Gone girl – David Fincher – 2014

GONE GIRL, from left: Ben Affleck, Rosamund Pike, 2014. ph: Merrick Morton/TM & copyright ©20thWhat lies beneath.

   7.5   Il y a encore quelques jours je n’aurais pas cru pouvoir un jour être bouleversé par un film de Nolan et relativement déçu par un Fincher. Pourtant c’est le cas. Alors c’est un peu dur car j’ai trouvé Gone girl absolument brillant, efficace et passionnant sur l’instant, une séance comme je les aime, que l’on ne voit pas passer. J’ai simplement peur qu’il ne m’en reste vite plus grand chose. On verra. Là, dans l’immédiat, le film me plait. Mais ça me semble tout de même à des années lumières de ses récents précédents films – Hors Benjamin Button.

     Un plan de Seven pourrait à lui seul résumer la démarche de Gone Girl, celui de ces lignes à haute tension, qui saturent le cadre autant qu’elles convoquent une multitude de possibles. Une voiture au loin, minuscule, y sillonnait cette profusion d’axe provoquant à la fois angoisse de l’indécision et fascination pour sa résolution. L’espace infini et menaçant était balayé d’un revers par une longue séquence dans cette voiture qui parvenait elle aussi à multiplier les sources d’angoisse. Dedans autant que dehors, rien de rassurant. On pourrait faire ce parallèle avec toute la filmographie de Fincher, cela dit.

     Si au premier abord, Gone girl semble être un croisement entre Passion de Brian de Palma et Apparences de Robert Zemeckis, il ne s’en démarque que dans le dérèglement imposé par un récit transgressif, cynique, évolutif, d’un apparent statisme déconcertant. C’est à la fois un exercice de style triturant les bases du thriller domestique autant qu’un pur film d’épouvante sans qu’il ne choisisse véritablement de creuser le terreau hitchcockien ou s’aventurer sur les traces ésotériques d’un Lynch. A ne pas choisir, délibérément, le film surprend. Et son refus du climax accentue cette dimension angoissante. A tel point que ce détachement froid l’empêche aussi d’atteindre la grandeur de certains de ses précédents films.

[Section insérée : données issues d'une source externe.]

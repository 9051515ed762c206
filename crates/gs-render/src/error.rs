//! Error types for gs-render.

use gs_core::CoreError;
use gs_raster::RasterError;
use thiserror::Error;

#[derive(Debug, Error)]
pub enum RenderError {
    /// Unknown color-scale name, among others.
    #[error(transparent)]
    Core(#[from] CoreError),

    /// `vmin >= vmax`, or either bound is not finite.
    #[error("invalid color range [{vmin}, {vmax}]")]
    InvalidRange { vmin: f64, vmax: f64 },

    #[error(transparent)]
    Raster(#[from] RasterError),
}

pub type RenderResult<T> = Result<T, RenderError>;
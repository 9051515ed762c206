//! Pipeline configuration, loaded from TOML.
//!
//! Every field has a default, so an empty file is a valid configuration:
//!
//! ```toml
//! artifact_dir    = "/var/lib/geosim/artifacts"
//! artifact_prefix = "geosim"
//! retention_hours = 6.0
//! workspace       = "geosim"
//! legend_entries  = 6
//! image_format    = "rgba"
//!
//! [grid]
//! pixel_cell_m       = 56.0
//! competitive_cell_m = 315.0
//! meters_per_degree  = 111000.0
//! epsg               = 4326
//!
//! [retry]
//! max_retries    = 3
//! retry_delay_ms = 100
//! ```

use std::path::{Path, PathBuf};
use std::time::Duration;

use gs_raster::{GridSpec, SpatialRef, METERS_PER_DEGREE};
use serde::{Deserialize, Serialize};

use crate::{PipelineError, PipelineResult, RetryPolicy};

/// Which colorized image is stored and published next to the value raster.
#[derive(Copy, Clone, Debug, Default, PartialEq, Eq, Serialize, Deserialize)]
#[serde(rename_all = "lowercase")]
pub enum ImageFormat {
    Rgb,
    #[default]
    Rgba,
}

/// Grid resolutions of the two map families.
#[derive(Copy, Clone, Debug, PartialEq, Serialize, Deserialize)]
#[serde(default)]
pub struct GridConfig {
    /// Sector, coverage and switch-off maps.
    pub pixel_cell_m:       f64,
    /// Competitive-benchmark maps.
    pub competitive_cell_m: f64,
    pub meters_per_degree:  f64,
    pub epsg:               u16,
}

impl Default for GridConfig {
    fn default() -> Self {
        Self {
            pixel_cell_m:       56.0,
            competitive_cell_m: 315.0,
            meters_per_degree:  METERS_PER_DEGREE,
            epsg:               4326,
        }
    }
}

impl GridConfig {
    fn spatial_ref(&self) -> SpatialRef {
        if self.epsg == SpatialRef::WGS84.epsg { SpatialRef::WGS84 } else { SpatialRef::projected(self.epsg) }
    }

    fn spec(&self, cell_size_m: f64, no_data: f64) -> GridSpec {
        GridSpec {
            cell_size_m,
            meters_per_degree: self.meters_per_degree,
            no_data,
            spatial_ref: self.spatial_ref(),
        }
    }

    pub fn grid_spec(&self, resolution: Resolution, no_data: f64) -> GridSpec {
        match resolution {
            Resolution::Pixel       => self.spec(self.pixel_cell_m, no_data),
            Resolution::Competitive => self.spec(self.competitive_cell_m, no_data),
        }
    }
}

/// Grid family of a map request.
#[derive(Copy, Clone, Debug, Default, PartialEq, Eq, Serialize, Deserialize)]
#[serde(rename_all = "lowercase")]
pub enum Resolution {
    #[default]
    Pixel,
    Competitive,
}

#[derive(Clone, Debug, PartialEq, Serialize, Deserialize)]
#[serde(default)]
pub struct PipelineConfig {
    pub artifact_dir:    PathBuf,
    /// Name prefix of every artifact; eviction only touches these files.
    pub artifact_prefix: String,
    pub retention_hours: f64,
    /// Publisher workspace the map layers are registered in.
    pub workspace:       String,
    pub legend_entries:  usize,
    /// Trim fraction for the map-centre estimate.
    pub center_trim:     f64,
    pub image_format:    ImageFormat,
    pub grid:            GridConfig,
    pub retry:           RetryPolicy,
}

impl Default for PipelineConfig {
    fn default() -> Self {
        Self {
            artifact_dir:    PathBuf::from("artifacts"),
            artifact_prefix: "geosim".to_owned(),
            retention_hours: 6.0,
            workspace:       "geosim".to_owned(),
            legend_entries:  gs_render::DEFAULT_LEGEND_ENTRIES,
            center_trim:     0.02,
            image_format:    ImageFormat::default(),
            grid:            GridConfig::default(),
            retry:           RetryPolicy::default(),
        }
    }
}

impl PipelineConfig {
    pub fn from_toml_str(s: &str) -> PipelineResult<Self> {
        let config: PipelineConfig = toml::from_str(s)
            .map_err(|e| PipelineError::Config(format!("failed to parse config: {e}")))?;
        config.validate()?;
        Ok(config)
    }

    pub fn from_file<P: AsRef<Path>>(path: P) -> PipelineResult<Self> {
        let content = std::fs::read_to_string(path.as_ref()).map_err(|e| {
            PipelineError::Config(format!("failed to read {}: {e}", path.as_ref().display()))
        })?;
        Self::from_toml_str(&content)
    }

    pub fn validate(&self) -> PipelineResult<()> {
        let positive = |name: &str, v: f64| {
            if v.is_finite() && v > 0.0 {
                Ok(())
            } else {
                Err(PipelineError::Config(format!("{name} must be positive, got {v}")))
            }
        };
        positive("retention_hours", self.retention_hours)?;
        positive("grid.pixel_cell_m", self.grid.pixel_cell_m)?;
        positive("grid.competitive_cell_m", self.grid.competitive_cell_m)?;
        positive("grid.meters_per_degree", self.grid.meters_per_degree)?;
        if !(0.0..0.5).contains(&self.center_trim) {
            return Err(PipelineError::Config(format!("center_trim must be in [0, 0.5), got {}", self.center_trim)));
        }
        if self.artifact_prefix.is_empty() {
            return Err(PipelineError::Config("artifact_prefix must not be empty".to_owned()));
        }
        Ok(())
    }

    pub fn retention(&self) -> Duration {
        Duration::from_secs_f64(self.retention_hours * 3600.0)
    }
}
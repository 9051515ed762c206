//! `gs-core` — foundational types for the `geosim` switch-off workspace.
//!
//! This crate is a dependency of every other `gs-*` crate.  It has no
//! `gs-*` dependencies and minimal external ones (only `thiserror`, plus
//! optional `serde`).
//!
//! # What lives here
//!
//! | Module          | Contents                                             |
//! |-----------------|------------------------------------------------------|
//! | [`ids`]         | `PixelIndex`, `SiteId`, `SectorId`, `SiteSet`        |
//! | [`geo`]         | `GeoPoint`, `GeoSample`, `BoundingBox`               |
//! | [`kpi`]         | `KpiKind`, `Adjustment`                              |
//! | [`profile`]     | `VisualProfile`, `ColorScaleId`                      |
//! | [`record`]      | `PixelRecord`, `AggregateRecord`, `BaselinePixel`    |
//! | [`scenario`]    | `ScenarioKey`, `ValueRange`, query parameter structs |
//! | [`competitive`] | Benchmark rows and queries, `BestServerSample`       |
//! | [`clock`]       | `Clock` trait, `SystemClock`, `ManualClock`          |
//! | [`error`]       | `CoreError`, `CoreResult`                            |
//!
//! # Feature flags
//!
//! | Flag    | Effect                                                     |
//! |---------|------------------------------------------------------------|
//! | `serde` | Adds `Serialize`/`Deserialize` to all public data types.   |

pub mod clock;
pub mod competitive;
pub mod error;
pub mod geo;
pub mod ids;
pub mod kpi;
pub mod profile;
pub mod record;
pub mod scenario;


// ── Re-exports ────────────────────────────────────────────────────────────────

pub use clock::{Clock, ManualClock, SystemClock};
pub use competitive::{
    BestServerSample, CompetitiveQuery, CompetitiveRecord, CompetitiveSample, CompetitiveSource,
    CompetitiveTable, MetricColumn,
};
pub use error::{CoreError, CoreResult};
pub use geo::{BoundingBox, GeoPoint, GeoSample};
pub use ids::{PixelIndex, SectorId, SiteId, SiteSet};
pub use kpi::{Adjustment, KpiKind};
pub use profile::{ColorScaleId, VisualProfile};
pub use record::{AggregateRecord, BaselinePixel, PixelRecord};
pub use scenario::{BaselineQuery, ScenarioKey, SectorQuery, SectorSelection, ValueRange};
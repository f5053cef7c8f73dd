use clap::{Parser, Subcommand};
use colored::Colorize;
use eyre::Result;
use std::path::PathBuf;
use todostore::display::{self, parse_date};
use todostore::{
    Backend, Category, CompletionFilter, Config, Priority, Selector, SortKey, SortOrder, Status, Store, TaskOptions,
    TaskPatch, ViewState, now_ms,
};
use tracing_subscriber::EnvFilter;

#[derive(Parser)]
#[command(name = "todostore")]
#[command(about = "TodoStore CLI - personal task list with filters, statistics and local persistence")]
#[command(version = env!("GIT_DESCRIBE"))]
struct Cli {
    /// Path to a YAML config file (default: <config dir>/todostore/config.yml)
    #[arg(short, long)]
    config: Option<PathBuf>,

    /// Directory holding saved state (overrides config)
    #[arg(short, long)]
    data_dir: Option<PathBuf>,

    /// Storage backend: file or sqlite (overrides config)
    #[arg(short, long)]
    backend: Option<Backend>,

    /// Disable coloured output
    #[arg(long)]
    no_color: bool,

    #[command(subcommand)]
    command: Commands,
}

#[derive(Subcommand)]
enum Commands {
    /// Add a task
    Add {
        text: String,
        #[arg(short, long)]
        priority: Option<Priority>,
        #[arg(short, long)]
        category: Option<Category>,
        #[arg(short, long)]
        status: Option<Status>,
        /// Due date, YYYY-MM-DD
        #[arg(long, value_parser = parse_date)]
        due: Option<i64>,
        #[arg(long)]
        description: Option<String>,
        #[arg(short, long = "tag")]
        tags: Vec<String>,
    },

    /// List tasks; given flags also update the saved view
    List {
        /// all, active or completed
        #[arg(short, long)]
        filter: Option<CompletionFilter>,
        /// Case-insensitive search over text, description and tags ("" clears)
        #[arg(short, long)]
        search: Option<String>,
        /// Category or "all"
        #[arg(short, long)]
        category: Option<Selector<Category>>,
        /// Priority or "all"
        #[arg(short, long)]
        priority: Option<Selector<Priority>>,
        /// created_at, priority, due_date or alphabetical
        #[arg(long)]
        sort: Option<SortKey>,
        /// asc or desc
        #[arg(long)]
        order: Option<SortOrder>,
    },

    /// Toggle a task between complete and incomplete
    Toggle { id: String },

    /// Delete a task
    Rm { id: String },

    /// Replace a task's text
    Edit { id: String, text: String },

    /// Change other task fields
    Set {
        id: String,
        #[arg(long)]
        description: Option<String>,
        /// Due date, YYYY-MM-DD
        #[arg(long, value_parser = parse_date, conflicts_with = "clear_due")]
        due: Option<i64>,
        #[arg(long)]
        clear_due: bool,
        /// Replace tags (repeatable)
        #[arg(short, long = "tag")]
        tags: Vec<String>,
    },

    /// Set a task's priority
    Priority { id: String, priority: Priority },

    /// Set a task's category
    Category { id: String, category: Category },

    /// Set a task's status
    Status { id: String, status: Status },

    /// Duplicate a task
    Dup { id: String },

    /// Complete all tasks, or reopen all if every task is complete
    ToggleAll,

    /// Remove completed tasks
    ClearCompleted,

    /// Remove every task
    ClearAll,

    /// Show statistics
    Stats,

    /// Reset filters, search and sorting to defaults
    ResetView,
}

fn main() -> Result<()> {
    // Setup tracing
    tracing_subscriber::fmt()
        .with_env_filter(EnvFilter::try_from_default_env().unwrap_or_else(|_| EnvFilter::new("warn")))
        .with_writer(std::io::stderr)
        .init();

    let cli = Cli::parse();

    let mut config = Config::load(cli.config.as_deref())?;
    if let Some(data_dir) = cli.data_dir {
        config.data_dir = data_dir;
    }
    if let Some(backend) = cli.backend {
        config.backend = backend;
    }
    if cli.no_color || !config.color {
        colored::control::set_override(false);
    }

    let mut store = Store::open(config.open_blob_store()?, config.key.clone());

    match cli.command {
        Commands::Add {
            text,
            priority,
            category,
            status,
            due,
            description,
            tags,
        } => {
            let options = TaskOptions {
                status,
                priority,
                category,
                due_date: due,
                description,
                tags: (!tags.is_empty()).then_some(tags),
            };
            match store.add(&text, options) {
                Some(id) => println!("Added {}", display::short_id(&id)),
                None => println!("Nothing added: task text is empty"),
            }
        }
        Commands::List {
            filter,
            search,
            category,
            priority,
            sort,
            order,
        } => {
            if let Some(filter) = filter {
                store.set_filter(filter);
            }
            if let Some(search) = search {
                store.set_search_query(search);
            }
            if let Some(category) = category {
                store.set_category(category);
            }
            if let Some(priority) = priority {
                store.set_priority(priority);
            }
            if let Some(sort) = sort {
                store.set_sort_by(sort);
            }
            if let Some(order) = order {
                store.set_sort_order(order);
            }
            print_list(&store);
        }
        Commands::Toggle { id } => {
            if let Some(id) = resolve(&store, &id) {
                store.toggle(&id);
                report(&store, &id);
            }
        }
        Commands::Rm { id } => {
            if let Some(id) = resolve(&store, &id) {
                store.remove(&id);
                println!("Removed {}", display::short_id(&id));
            }
        }
        Commands::Edit { id, text } => {
            if let Some(id) = resolve(&store, &id) {
                if store.update_text(&id, &text) {
                    report(&store, &id);
                } else {
                    println!("Unchanged: task text is empty");
                }
            }
        }
        Commands::Set {
            id,
            description,
            due,
            clear_due,
            tags,
        } => {
            if let Some(id) = resolve(&store, &id) {
                let patch = TaskPatch {
                    description,
                    due_date: if clear_due { Some(None) } else { due.map(Some) },
                    tags: (!tags.is_empty()).then_some(tags),
                    ..Default::default()
                };
                if patch.is_empty() {
                    println!("Nothing to change");
                } else {
                    store.update(&id, patch);
                    report(&store, &id);
                }
            }
        }
        Commands::Priority { id, priority } => {
            if let Some(id) = resolve(&store, &id) {
                store.update_priority(&id, priority);
                report(&store, &id);
            }
        }
        Commands::Category { id, category } => {
            if let Some(id) = resolve(&store, &id) {
                store.update_category(&id, category);
                report(&store, &id);
            }
        }
        Commands::Status { id, status } => {
            if let Some(id) = resolve(&store, &id) {
                store.update_status(&id, status);
                report(&store, &id);
            }
        }
        Commands::Dup { id } => {
            if let Some(id) = resolve(&store, &id)
                && let Some(copy) = store.duplicate(&id)
            {
                report(&store, &copy);
            }
        }
        Commands::ToggleAll => {
            if store.toggle_all() {
                let done = store.tasks().iter().all(|t| t.completed);
                println!("Marked {} tasks {}", store.len(), if done { "complete" } else { "incomplete" });
            } else {
                println!("No tasks");
            }
        }
        Commands::ClearCompleted => {
            let removed = store.clear_completed();
            println!("Removed {} completed tasks", removed);
        }
        Commands::ClearAll => {
            let removed = store.clear_all();
            println!("Removed {} tasks", removed);
        }
        Commands::Stats => print_stats(&store),
        Commands::ResetView => {
            store.set_view(ViewState::default());
            println!("View reset");
        }
    }

    Ok(())
}

/// Resolve a full id or id suffix to exactly one task id
fn resolve(store: &Store, needle: &str) -> Option<String> {
    let matches = store.find_matching(needle);
    match matches.as_slice() {
        [task] => Some(task.id.clone()),
        [] => {
            println!("No task matches '{}'", needle);
            None
        }
        _ => {
            println!("'{}' is ambiguous: {} tasks match", needle, matches.len());
            None
        }
    }
}

fn report(store: &Store, id: &str) {
    if let Some(task) = store.get(id) {
        println!("{}", display::render_task(task, now_ms()));
    }
}

fn print_list(store: &Store) {
    let now = now_ms();
    let view = store.view();
    let visible = store.visible();

    if visible.is_empty() {
        println!("{}", "No tasks".dimmed());
    }
    for task in &visible {
        println!("{}", display::render_task(task, now));
    }

    let mut summary = format!(
        "{} of {} shown | filter={} category={} priority={} sort={} {}",
        visible.len(),
        store.len(),
        view.filter,
        view.category,
        view.priority,
        view.sort_by,
        view.sort_order,
    );
    if !view.search_query.is_empty() {
        summary.push_str(&format!(" search={:?}", view.search_query));
    }
    println!("{}", summary.bright_black());
}

fn print_stats(store: &Store) {
    let stats = store.stats();

    println!("Total:         {}", stats.total);
    println!("Completed:     {} ({}%)", stats.completed, stats.completion_rate());
    println!("Active:        {}", stats.active);
    println!("High priority: {}", stats.high_priority);
    if stats.overdue > 0 {
        println!("Overdue:       {}", stats.overdue.to_string().red().bold());
    } else {
        println!("Overdue:       0");
    }

    println!("\nBy category:");
    for (category, count) in &stats.by_category {
        println!("  {:<10} {}", category.as_str(), count);
    }

    println!("\nBy priority:");
    for (priority, count) in stats.by_priority.iter().rev() {
        println!("  {:<10} {}", priority.as_str(), count);
    }
}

     Fincher réinvestit donc un genre qui l’a fait naître et qu’il a d’emblée trituré (Seven) peu avant de le faire éclater (Panic room) puis de le broyer (Fight club) pour le souiller encore aujourd’hui selon une construction qui ne ressemble à rien de déjà vu et un récit absolument déroutant sans cesse en mutation. Le film se rie d’une société renfermée sur l’obsession de ce qu’elle renvoie, d’un modèle bourgeois polaire, famélique, jusqu’à y trucider violemment, dans une séquence magistrale, un golden boy inoffensif, pure figuration et objet de transition pulvérisé qui serait de l’autre côté dans un livre d’Ellis.

     Reste que Gone girl s’avère complètement prisonnier de son processus de désincarnation extrême, si bien que nous même nous désagrégeons à mesure qu’il s’engouffre dans cette glaciation sans fin. Cela est bien entendu renforcé par des jeux caricaturaux entre le regard de pierre d’une – excellente, au demeurant – Rosamund Pike en poupée de cire (Amazing Amy) que via un Ben Affleck rasoir qui n’a guère besoin de forcer son jeu amorphe habituel. C’est une grisaille – sublimes premiers plans – qui contamine absolument tout, jusqu’au plaisir diffus qu’on parvient pourtant à prendre, au détour d’une bourrasque de sucre qui remplace ce que l’on pensait être un doux manteau neigeux ou d’une composition de Reznor aussi riche que minimaliste qui fait grimper le désarroi.

     La dernière partie du film aurait été parfaite si le couple, une fois réuni, avaient amorcé un vrai nouveau départ, amoral, improbable, d’admiration mutuelle, mué par la transcendance du mensonge et du danger. Ou s’il avait délibérément sombré dans une folie furieuse. Au lieu de ça il s’embourbe dans une pseudo haine sourde tout en faux-semblant, prête à éclater mais que l’on ne verra pas éclater. Après une si cotonneuse déroute le film aurait pourtant bien mérité de basculer dans la farce ou le pur film de genre.